The bill creates a new program to regulate emissions of a subset of hazardous air pollutants, referred to as "covered air toxics", which are defined as hydrogen cyanide, hydrogen fluoride, hydrogen sulfide, benzene, and other hazardous air pollutants specified by the air quality control commission by rule. A stationary source of air pollutants that reported in its federal toxics release inventory filing at least one of the following amounts of a covered air toxic in one year is defined as a "covered facility":
- For hydrogen cyanide, 10,000 pounds;
- For hydrogen fluoride, 10,000 pounds;
- For hydrogen sulfide, 5,000 pounds; and
- For benzene, 1,000 pounds.
At least every 5 years beginning in 2026, the commission will review the best available science and adjust, as necessary to protect public health, the list of covered air toxics and their associated emission levels. The commission will:
- Regulate covered air toxics more strictly than is required by the federal clean air act;
- Require covered facilities to monitor their emissions of covered air toxics;
- Set health-based emission limits for covered air toxics if no such limit exists under state or federal law; and
- Establish a real-time community alert system for "incidents", which are unauthorized emissions of an air pollutant from a covered facility.

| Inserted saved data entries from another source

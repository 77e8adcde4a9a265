//! GuessMaster in the terminal
//!
//! Main entry point for the game.

use std::io;
use std::path::PathBuf;
use std::time::Duration;

use clap::Parser;
use crossterm::{
    event, execute,
    terminal::{EnterAlternateScreen, LeaveAlternateScreen, disable_raw_mode, enable_raw_mode},
};
use ratatui::Terminal;
use ratatui::backend::CrosstermBackend;
use tracing::info;

use gm_core::{Difficulty, GameOptions, GameSession, OptionsError};
use gm_tui::logging::{self, LOG_FILE_ENV};
use gm_tui::{App, Theme};

/// GuessMaster - guess the hidden number
#[derive(Parser, Debug)]
#[command(name = "guessmaster")]
#[command(author, version, about = "GuessMaster - guess the hidden number!", long_about = None)]
struct Args {
    /// Starting difficulty (easy, medium, hard)
    #[arg(short = 'd', long = "difficulty")]
    difficulty: Option<Difficulty>,

    /// Fixed RNG seed for reproducible rounds
    #[arg(long = "seed")]
    seed: Option<u64>,

    /// Use the light terminal theme
    #[arg(long = "light")]
    light: bool,

    /// Options file (defaults to ~/.guessmasterrc)
    #[arg(long = "config")]
    config: Option<PathBuf>,

    /// Append logs to this file
    #[arg(long = "log-file")]
    log_file: Option<PathBuf>,

    /// Verbose logging
    #[arg(short = 'v', long = "verbose")]
    verbose: bool,
}

fn main() -> io::Result<()> {
    // Parse command-line arguments before terminal setup
    let args = Args::parse();

    let options = match load_options(&args) {
        Ok(options) => options,
        Err(e) => {
            eprintln!("guessmaster: {}", e);
            std::process::exit(2);
        }
    };

    let log_file = args
        .log_file
        .clone()
        .or_else(|| std::env::var_os(LOG_FILE_ENV).map(PathBuf::from));
    if let Some(path) = log_file {
        logging::init(&path, args.verbose)?;
    }

    let session = match options.seed {
        Some(seed) => GameSession::with_seed(seed),
        None => GameSession::new(),
    };
    info!(seed = session.seed(), difficulty = %options.difficulty, "starting");

    let theme = if options.light {
        Theme::light()
    } else {
        Theme::detect()
    };

    // Setup terminal
    enable_raw_mode()?;
    let mut stdout = io::stdout();
    execute!(stdout, EnterAlternateScreen)?;
    let backend = CrosstermBackend::new(stdout);
    let mut terminal = Terminal::new(backend)?;

    let mut app = App::new(session, options, theme);
    let result = run(&mut terminal, &mut app);

    // Restore terminal
    disable_raw_mode()?;
    execute!(terminal.backend_mut(), LeaveAlternateScreen)?;
    terminal.show_cursor()?;

    let tally = app.tally();
    info!(wins = tally.wins, losses = tally.losses, "exiting");

    result
}

/// Main loop: draw, then handle input until the app asks to quit.
fn run(terminal: &mut Terminal<CrosstermBackend<io::Stdout>>, app: &mut App) -> io::Result<()> {
    loop {
        terminal.draw(|frame| app.render(frame))?;

        if event::poll(Duration::from_millis(100))? {
            let event = event::read()?;
            app.handle_event(event);

            if app.should_quit() {
                return Ok(());
            }
        }
    }
}

/// Options file first, then command-line overrides.
fn load_options(args: &Args) -> Result<GameOptions, OptionsError> {
    let mut options = match &args.config {
        Some(path) => GameOptions::load_from_file(path)?,
        None => GameOptions::load_default()?,
    };

    if let Some(difficulty) = args.difficulty {
        options.difficulty = difficulty;
    }
    if args.seed.is_some() {
        options.seed = args.seed;
    }
    if args.light {
        options.light = true;
    }

    Ok(options)
}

The division of administration in the department of public health and environment will:
- Consider and prevent adverse cumulative impacts from covered facilities' emissions of hazardous air pollutants when processing air pollution permits for covered facilities that are located in or near disproportionately impacted communities, as determined by the commission by rule;
- Approve a new or amended permit for a covered facility only if there is no net increase in the adverse cumulative impacts of hazardous air pollutant emissions above existing levels in each disproportionately impacted community affected by the emissions; and
- If existing emissions of hazardous air pollutants exceed the health-based emission limits or have unacceptable adverse cumulative impacts on any disproportionately impacted community, require a decrease or cessation in the applicable emissions over the shortest practicable time until the emissions comply with the health-based emission limits and no longer have unacceptable adverse cumulative impacts on any disproportionately impacted community.
Covered facilities will:
- Monitor their covered air toxics emissions and make the monitoring data widely available, including to the public; and
- Promptly disseminate information regarding an incident pursuant to the commission's real-time community alert system to the public, affected local governments and other community entities, and local emergency planning and response organizations.

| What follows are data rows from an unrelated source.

use crate::config::ControllerSettings;
use crate::models::{BrokerEndpoint, OrchestratorStatusReport};
use serde::{Deserialize, Serialize};
use std::collections::BTreeMap;

/// External notifications consumed by the reconciliation controller
#[derive(Debug, Clone, PartialEq, Serialize, Deserialize)]
#[serde(tag = "type", content = "data", rename_all = "snake_case")]
pub enum ControllerEvent {
    /// The container-orchestration endpoint became available
    OrchestratorAvailable,
    /// The container-orchestration endpoint went away
    OrchestratorLost,
    /// Broker membership as currently reported by the broker topology source
    BrokerTopologyChanged {
        brokers: Vec<BrokerEndpoint>,
        #[serde(default)]
        coordinators: Vec<BrokerEndpoint>,
    },
    /// The broker cluster is no longer ready
    BrokerLost,
    /// New operator settings snapshot
    ConfigChanged(ControllerSettings),
    /// Bookkeeping topics reported by the topic relation
    TopicsReady(Vec<String>),
    /// Status feed update from the orchestrator
    OrchestratorStatus(OrchestratorStatusReport),
    /// Base worker properties supplied by an upper layer
    WorkerPropertiesChanged(BTreeMap<String, String>),
    /// Container image supplied by an upper layer
    BaseImageChanged(String),
    /// A downstream consumer attached and wants the service endpoint
    ConsumerJoined,
    /// Re-delivery with no new facts; retries unresolved passes
    Tick,
}

impl ControllerEvent {
    /// Get a string representation of the event type for logging
    pub fn event_type(&self) -> &'static str {
        match self {
            Self::OrchestratorAvailable => "orchestrator_available",
            Self::OrchestratorLost => "orchestrator_lost",
            Self::BrokerTopologyChanged { .. } => "broker_topology_changed",
            Self::BrokerLost => "broker_lost",
            Self::ConfigChanged(_) => "config_changed",
            Self::TopicsReady(_) => "topics_ready",
            Self::OrchestratorStatus(_) => "orchestrator_status",
            Self::WorkerPropertiesChanged(_) => "worker_properties_changed",
            Self::BaseImageChanged(_) => "base_image_changed",
            Self::ConsumerJoined => "consumer_joined",
            Self::Tick => "tick",
        }
    }
}

/// Helpers for creating common events
impl ControllerEvent {
    pub fn brokers(brokers: Vec<BrokerEndpoint>) -> Self {
        Self::BrokerTopologyChanged {
            brokers,
            coordinators: Vec::new(),
        }
    }
}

The bill specifies violations for a covered facility that is covered by specified federal regulations based on the unauthorized emission of an air pollutant from a flare or pressure relief device and any uncontrolled atmospheric release of an air pollutant from an organic hazardous air pollutant pressure relief device. The commission will review its rules for these facilities and specifically consider adopting more stringent provisions, including:
- A requirement that leak detection and repair inspections occur at these facilities on, at a minimum, a semiannual basis or that an alternative approved instrument monitoring method is in place pursuant to existing rules; and
- Reductions in fugitive emissions from equipment leaks and wastewater at these facilities.